The one thing you don’t want to do in a webinar is simply replicate what you’d do in a classroom, it’s a waste of planning, energy, resources and download and might only serve to isolate your students.

 Below is a copy of a slide we display at the commencement of our webinars, please feel free to replicate it or offer us some suggestions on how we might improve ours. Enjoy….

Sample 'Welcome' slide to use at the commencement of each session

Sample 'Welcome' slide to use at the commencement of each session

 We hope you’ve enjoyed this post, please feel free to leave a comment or advice. If you’d like to have a try of Big Blue Button with us please email us as we’re keen to ensure our set up is robust and having others say Hi in a session is a great way to kill two birds with one stone.

Till next time,

The Learning Innovation Team 

‘Herding’ image: http://imgfave.com/view/1258353

One response to “Herding cats or Facilitating a webinar, what’s the difference?

  1. Hi Team,

    Given I am using BBB for the Diploma of Sustainability Distance Education students I thought I should leave a comment with an update of how it is going from both my perspective and the feedback I have had from students who have been using it for four weeks now.

    It’s fantastic! Now that we have the early technological issues sorted, everything runs very smoothly and all the feedback I have from students is that it is a wonderful add-on to the usually somewhat “lonely” life of a distance education student. To date we have used BBB to introduce ourselves and get to know each other, share information and make comments about our sustainability challenge projects, discuss current sustainability issues, view short presentations and discuss all manner of things related to their study. It has certainly added to their learning experience and I have certainly enjoyed the extra “connection” I have with these students.

    The feedback from students about incorporating BBB into their learning experience ranges from pure delight that they can actually connect with me and their fellow students in real-time and something approaching face-to-face to relief that they can attend “class” from their loungeroom in their trackies and without the travel (especially good in these cooler evenings). 🙂

    The students have a good understanding that BBB is not a perfect tool in that it cannot replicate perfectly a face-to-face classroom, but they have made it clear that they would much rather use this tool than not. Attendance is high and our scheduled hour is now commonly running over time.

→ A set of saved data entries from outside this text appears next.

//! # Message Parser
//!
//! Entry point for complete message parsing: framing (C1 blocks), header
//! decoding, and message-type dispatch into the typed decoders.

use crate::errors::{DecodingError, Result};
use crate::headers::{ApplicationHeader, BasicHeader};
use crate::messages::MT103;
use crate::parsed_message::ParsedSwiftMessage;
use crate::swift_message::SwiftMessage;
use crate::tokenizer;
use crate::traits::SwiftMessageBody;

/// Main entry point for SWIFT message parsing
pub struct SwiftParser;

impl SwiftParser {
    /// Parse a raw payload into a specific message type
    ///
    /// Block 2 is not consulted; callers that need type detection use
    /// [`parse_auto`](Self::parse_auto).
    pub fn parse<T: SwiftMessageBody>(raw: &str) -> Result<SwiftMessage<T>> {
        let (blocks, entries) = tokenizer::frame(raw)?;
        let fields = T::from_entries(&entries)?;
        Ok(SwiftMessage {
            basic_header: blocks
                .block_1
                .as_deref()
                .and_then(|b| BasicHeader::parse(b).ok()),
            application_header: blocks
                .block_2
                .as_deref()
                .and_then(|b| ApplicationHeader::parse(b).ok()),
            message_type: T::message_type().to_string(),
            fields,
        })
    }

    /// Detect the message type from the application header (block 2)
    pub fn detect_message_type(raw: &str) -> Result<String> {
        let blocks = tokenizer::extract_blocks(raw)?;
        let block2 = blocks
            .block_2
            .as_deref()
            .ok_or(DecodingError::MissingApplicationHeader)?;
        let header = ApplicationHeader::parse(block2)?;
        Ok(header.message_type)
    }

    /// Parse a raw payload, dispatching on the message type in block 2
    pub fn parse_auto(raw: &str) -> Result<ParsedSwiftMessage> {
        let message_type = Self::detect_message_type(raw)?;
        match message_type.as_str() {
            "103" => Ok(ParsedSwiftMessage::MT103(Box::new(Self::parse::<MT103>(
                raw,
            )?))),
            other => Err(DecodingError::UnsupportedMessageType {
                message_type: other.to_string(),
            }
            .into()),
        }
    }
}

#[cfg(test)]
mod tests {
    use super::*;
    use crate::errors::{FramingError, ParseError};

    const RAW: &str = "{1:F01BANKDEFFAXXX0123456789}{2:I103BANKBEBBAXXXN}{4:\n:20:REF1\n:23B:CRED\n:32A:241215EUR1000,00\n:50K:/12345678\nALICE\n1 MAIN ST\n:59:/87654321\nBOB\n2 OAK AVE\n:71A:SHA\n-}";

    #[test]
    fn test_parse_auto_mt103() {
        let parsed = SwiftParser::parse_auto(RAW).unwrap();
        assert_eq!(parsed.message_type(), "103");
        assert_eq!(parsed.transaction_reference(), "REF1");
        assert_eq!(parsed.currency(), "EUR");
        assert_eq!(parsed.amount(), 1000.0);
    }

    #[test]
    fn test_parse_auto_unsupported_type() {
        let raw = RAW.replace("{2:I103", "{2:I202");
        let err = SwiftParser::parse_auto(&raw).unwrap_err();
        assert!(matches!(
            err,
            ParseError::Decoding(DecodingError::UnsupportedMessageType { .. })
        ));
    }

    #[test]
    fn test_parse_auto_missing_block2() {
        let raw = "{1:F01BANKDEFFAXXX0123456789}{4:\n:20:REF1\n-}";
        let err = SwiftParser::parse_auto(raw).unwrap_err();
        assert_eq!(
            err,
            DecodingError::MissingApplicationHeader.into()
        );
    }

    #[test]
    fn test_parse_missing_trailer() {
        let raw = RAW.trim_end_matches("\n-}");
        let err = SwiftParser::parse_auto(raw).unwrap_err();
        assert_eq!(err, FramingError::UnterminatedBlock4.into());
    }

    #[test]
    fn test_wire_round_trip() {
        let parsed = SwiftParser::parse_auto(RAW).unwrap();
        let rendered = parsed.to_mt_message();
        let reparsed = SwiftParser::parse_auto(&rendered).unwrap();
        assert_eq!(parsed, reparsed);
    }
}
//! Syntactic validator
//!
//! Rule-by-rule checks over a decoded MT103. Violations are collected into
//! a single report so callers can surface every problem at once.

use chrono::{Duration, NaiveDate, Utc};

use super::currencies::is_known_currency;
use super::ValidationReport;
use crate::fields::swift_utils::{
    fraction_digits_exceed, is_swift_charset, is_valid_bic, REFERENCE_REGEX,
};
use crate::fields::Party;
use crate::messages::MT103;

/// Upper bound on settlement amounts
pub const MAX_AMOUNT: f64 = 999_999_999_999.99;

/// Acceptance window around today for the value date, in days
pub const VALUE_DATE_WINDOW_DAYS: i64 = 365;

/// Syntactic validator for MT103 messages
pub struct SyntacticValidator;

impl SyntacticValidator {
    /// Validate against today's date
    pub fn validate(message: &MT103) -> ValidationReport {
        Self::validate_as_of(message, Utc::now().date_naive())
    }

    /// Validate with an explicit reference date
    pub fn validate_as_of(message: &MT103, today: NaiveDate) -> ValidationReport {
        let mut report = ValidationReport::default();

        check_free_text(&mut report, message);
        check_reference(&mut report, message.transaction_reference());
        check_bank_operation_code(&mut report, message);
        check_currencies(&mut report, message);
        check_value_date(&mut report, message.value_date(), today);
        check_amount(&mut report, message.amount());
        check_bics(&mut report, message);
        check_parties(&mut report, message);
        check_line_budgets(&mut report, message);
        check_charge_details(&mut report, message);

        report
    }
}

fn check_free_text(report: &mut ValidationReport, message: &MT103) {
    if let Some(lines) = message.remittance_information() {
        if !lines.iter().all(|l| is_swift_charset(l)) {
            report.push(
                "remittanceInformation",
                "contains characters outside the SWIFT character set",
            );
        }
    }
    if let Some(lines) = message.sender_to_receiver_info() {
        if !lines.iter().all(|l| is_swift_charset(l)) {
            report.push(
                "senderToReceiverInfo",
                "contains characters outside the SWIFT character set",
            );
        }
    }
    for (field, party) in [
        ("orderingCustomer", message.ordering_customer()),
        ("beneficiaryCustomer", message.beneficiary_customer()),
    ] {
        let all_lines = party.name_lines().iter().chain(party.address_lines());
        for line in all_lines {
            if !is_swift_charset(line) {
                report.push(
                    field,
                    "name/address contains characters outside the SWIFT character set",
                );
                break;
            }
        }
    }
}

fn check_reference(report: &mut ValidationReport, reference: &str) {
    if !REFERENCE_REGEX.is_match(&reference.to_uppercase()) {
        report.push(
            "transactionReference",
            format!(
                "'{}' does not match the 1-16 character reference grammar",
                reference
            ),
        );
    }
}

fn check_bank_operation_code(report: &mut ValidationReport, message: &MT103) {
    if !message.field_23b.is_known_code() {
        report.push(
            "bankOperationCode",
            format!("'{}' is not a valid operation code", message.bank_operation_code()),
        );
    }
}

fn check_currency(report: &mut ValidationReport, field: &str, code: &str) {
    if code.len() != 3 || !code.chars().all(|c| c.is_ascii_alphabetic()) {
        report.push(field, format!("'{}' must be exactly 3 ASCII letters", code));
    } else if !is_known_currency(code) {
        report.push(field, format!("'{}' is not a known ISO 4217 code", code));
    }
}

fn check_currencies(report: &mut ValidationReport, message: &MT103) {
    check_currency(report, "currency", message.currency());
    if let Some(code) = message.original_currency() {
        check_currency(report, "originalCurrency", code);
    }
    if let Some(f) = message.senders_charges() {
        check_currency(report, "sendersCharges", &f.currency);
    }
    if let Some(f) = message.receivers_charges() {
        check_currency(report, "receiversCharges", &f.currency);
    }
}

fn check_value_date(report: &mut ValidationReport, value_date: NaiveDate, today: NaiveDate) {
    let window = Duration::days(VALUE_DATE_WINDOW_DAYS);
    if value_date < today - window || value_date > today + window {
        report.push(
            "valueDate",
            format!(
                "{} is outside the accepted window of {} days around today",
                value_date, VALUE_DATE_WINDOW_DAYS
            ),
        );
    }
}

fn check_amount(report: &mut ValidationReport, amount: f64) {
    if amount <= 0.0 {
        report.push("amount", "must be greater than zero");
    }
    if amount > MAX_AMOUNT {
        report.push(
            "amount",
            format!("exceeds the maximum of {:.2}", MAX_AMOUNT),
        );
    }
    if fraction_digits_exceed(amount, 2) {
        report.push("amount", "carries more than 2 fractional digits");
    }
}

fn check_bics(report: &mut ValidationReport, message: &MT103) {
    let mut check = |field: &str, bic: Option<&str>| {
        if let Some(bic) = bic {
            if !is_valid_bic(bic) {
                report.push(field, format!("'{}' is not a valid 8/11-character BIC", bic));
            }
        }
    };

    check("orderingInstitution", message.ordering_institution());
    check(
        "sendersCorrespondent",
        message.field_53.as_ref().and_then(|f| f.bic()),
    );
    check(
        "receiversCorrespondent",
        message.field_54.as_ref().and_then(|f| f.bic()),
    );
    check(
        "intermediaryInstitution",
        message.field_56.as_ref().and_then(|f| f.bic()),
    );
    check(
        "accountWithInstitution",
        message.field_57.as_ref().and_then(|f| f.bic()),
    );
}

fn check_party_variant(report: &mut ValidationReport, field: &str, party: &Party) {
    match party {
        Party::WithBic { bic, .. } => {
            if !is_valid_bic(bic) {
                report.push(field, format!("'{}' is not a valid 8/11-character BIC", bic));
            }
        }
        Party::NameAddress { address, .. } => {
            if address.is_empty() || address.iter().all(|l| l.trim().is_empty()) {
                report.push(field, "name/address party requires a non-empty address");
            }
        }
    }
}

fn check_parties(report: &mut ValidationReport, message: &MT103) {
    check_party_variant(report, "orderingCustomer", &message.ordering_customer());
    check_party_variant(
        report,
        "beneficiaryCustomer",
        &message.beneficiary_customer(),
    );
}

fn check_lines(report: &mut ValidationReport, field: &str, lines: &[String], max_lines: usize) {
    if lines.len() > max_lines {
        report.push(
            field,
            format!("has {} lines, maximum is {}", lines.len(), max_lines),
        );
    }
    if lines.iter().any(|l| l.len() > 35) {
        report.push(field, "line exceeds 35 characters");
    }
}

fn check_line_budgets(report: &mut ValidationReport, message: &MT103) {
    for (field, party) in [
        ("orderingCustomer", message.ordering_customer()),
        ("beneficiaryCustomer", message.beneficiary_customer()),
    ] {
        check_lines(report, field, party.name_lines(), 4);
        check_lines(report, field, party.address_lines(), 3);
    }
    if let Some(lines) = message.remittance_information() {
        check_lines(report, "remittanceInformation", lines, 4);
    }
    if let Some(lines) = message.sender_to_receiver_info() {
        check_lines(report, "senderToReceiverInfo", lines, 6);
    }
}

fn check_charge_details(report: &mut ValidationReport, message: &MT103) {
    if let Some(details) = message.charge_details() {
        if details.charge_amount.is_some() {
            match details.charge_currency.as_deref() {
                Some(code) => check_currency(report, "chargeDetails", code),
                None => report.push(
                    "chargeDetails",
                    "charge amount requires a charge currency",
                ),
            }
        }
    }
}

#[cfg(test)]
mod tests {
    use super::*;
    use crate::messages::MT103;

    fn today() -> NaiveDate {
        // Fixed reference date so the value-date window is deterministic
        NaiveDate::from_ymd_opt(2024, 12, 1).unwrap()
    }

    fn parse(block4: &str) -> MT103 {
        MT103::parse_from_block4(block4).unwrap()
    }

    fn valid_block4() -> String {
        ":20:REF1\n:23B:CRED\n:32A:241215EUR1000,00\n:50K:/12345678\nALICE\n1 MAIN ST\n:59:/87654321\nBOB\n2 OAK AVE\n:71A:SHA".to_string()
    }

    #[test]
    fn test_valid_message_passes() {
        let report = SyntacticValidator::validate_as_of(&parse(&valid_block4()), today());
        assert!(report.is_valid(), "unexpected: {}", report.summary());
    }

    #[test]
    fn test_negative_amount() {
        let block4 = valid_block4().replace("EUR1000,00", "EUR-50,00");
        let report = SyntacticValidator::validate_as_of(&parse(&block4), today());
        assert!(report
            .violations
            .iter()
            .any(|v| v.field == "amount" && v.message.contains("greater than zero")));
    }

    #[test]
    fn test_amount_boundaries() {
        for (amount, ok) in [
            ("0,01", true),
            ("999999999999,99", true),
            ("1000000000000,00", false),
        ] {
            let block4 = valid_block4().replace("1000,00", amount);
            let report = SyntacticValidator::validate_as_of(&parse(&block4), today());
            let amount_violations = report
                .violations
                .iter()
                .filter(|v| v.field == "amount")
                .count();
            assert_eq!(amount_violations == 0, ok, "amount {}", amount);
        }
    }

    #[test]
    fn test_excess_fraction_digits() {
        let block4 = valid_block4().replace("1000,00", "1000,001");
        let report = SyntacticValidator::validate_as_of(&parse(&block4), today());
        assert!(report
            .violations
            .iter()
            .any(|v| v.field == "amount" && v.message.contains("fractional")));
    }

    #[test]
    fn test_unknown_currency() {
        let block4 = valid_block4().replace("EUR1000,00", "ZZZ1000,00");
        let report = SyntacticValidator::validate_as_of(&parse(&block4), today());
        assert!(report.violations.iter().any(|v| v.field == "currency"));
    }

    #[test]
    fn test_reference_length_boundaries() {
        // 16 characters passes, 17 fails
        let block4 = valid_block4().replace(":20:REF1", ":20:ABCDEFGH12345678");
        let report = SyntacticValidator::validate_as_of(&parse(&block4), today());
        assert!(report.is_valid(), "16 chars: {}", report.summary());

        let block4 = valid_block4().replace(":20:REF1", ":20:ABCDEFGH123456789");
        let report = SyntacticValidator::validate_as_of(&parse(&block4), today());
        assert!(report
            .violations
            .iter()
            .any(|v| v.field == "transactionReference"));
    }

    #[test]
    fn test_value_date_window() {
        // 241215 is within a year of the reference date; 991215 is not
        let block4 = valid_block4().replace("241215", "991215");
        let report = SyntacticValidator::validate_as_of(&parse(&block4), today());
        assert!(report.violations.iter().any(|v| v.field == "valueDate"));
    }

    #[test]
    fn test_bic_length_boundaries() {
        for (bic, ok) in [
            ("DEUTDEF", false),
            ("DEUTDEFF", true),
            ("DEUTDEFF500", true),
            ("DEUTDEFF5000", false),
        ] {
            let block4 = format!("{}\n:57A:{}", valid_block4(), bic);
            let report = SyntacticValidator::validate_as_of(&parse(&block4), today());
            let bic_ok = !report
                .violations
                .iter()
                .any(|v| v.field == "accountWithInstitution");
            assert_eq!(bic_ok, ok, "bic {}", bic);
        }
    }

    #[test]
    fn test_beneficiary_without_address() {
        let block4 = valid_block4().replace("/87654321\nBOB\n2 OAK AVE", "BOB");
        let report = SyntacticValidator::validate_as_of(&parse(&block4), today());
        assert!(report
            .violations
            .iter()
            .any(|v| v.field == "beneficiaryCustomer" && v.message.contains("address")));
    }

    #[test]
    fn test_address_line_budget() {
        // 3 address lines pass, 4 fail
        let block4 = valid_block4().replace("2 OAK AVE", "2 OAK AVE\nFLOOR 2\nSPRINGFIELD");
        let report = SyntacticValidator::validate_as_of(&parse(&block4), today());
        assert!(report.is_valid(), "{}", report.summary());

        let block4 =
            valid_block4().replace("2 OAK AVE", "2 OAK AVE\nFLOOR 2\nSPRINGFIELD\nUSA");
        let report = SyntacticValidator::validate_as_of(&parse(&block4), today());
        assert!(report
            .violations
            .iter()
            .any(|v| v.field == "beneficiaryCustomer" && v.message.contains("lines")));
    }

    #[test]
    fn test_remittance_budget() {
        let block4 = format!("{}\n:70:L1\nL2\nL3\nL4", valid_block4());
        let report = SyntacticValidator::validate_as_of(&parse(&block4), today());
        assert!(report.is_valid(), "{}", report.summary());

        let block4 = format!("{}\n:70:L1\nL2\nL3\nL4\nL5", valid_block4());
        let report = SyntacticValidator::validate_as_of(&parse(&block4), today());
        assert!(report
            .violations
            .iter()
            .any(|v| v.field == "remittanceInformation"));
    }

    #[test]
    fn test_violations_are_collected_not_short_circuited() {
        let block4 = valid_block4()
            .replace("EUR1000,00", "ZZZ-5,00")
            .replace(":20:REF1", ":20:ABCDEFGH123456789");
        let report = SyntacticValidator::validate_as_of(&parse(&block4), today());
        assert!(report.violations.len() >= 3, "{}", report.summary());
    }
}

    I fully support what the team have suggested for using BBB and particularly with respect to the pedagogy issues – if you aren’t going to add to the experience for the students then it isn’t an application for you and them. I do think it is an excellent tool for distance education and remote students and it is impossible to escape the sustainability elements of no travel requirements using BBB. I found it quite easy to use and learning how to manage our online class has also been easy to pick up.

    I have to add that I have found the experience of using BBB for the DE students has surprised me – it is more like a face-to-face class than I had expected and I love using it! I’d be more than happy to share my experience with you at any time.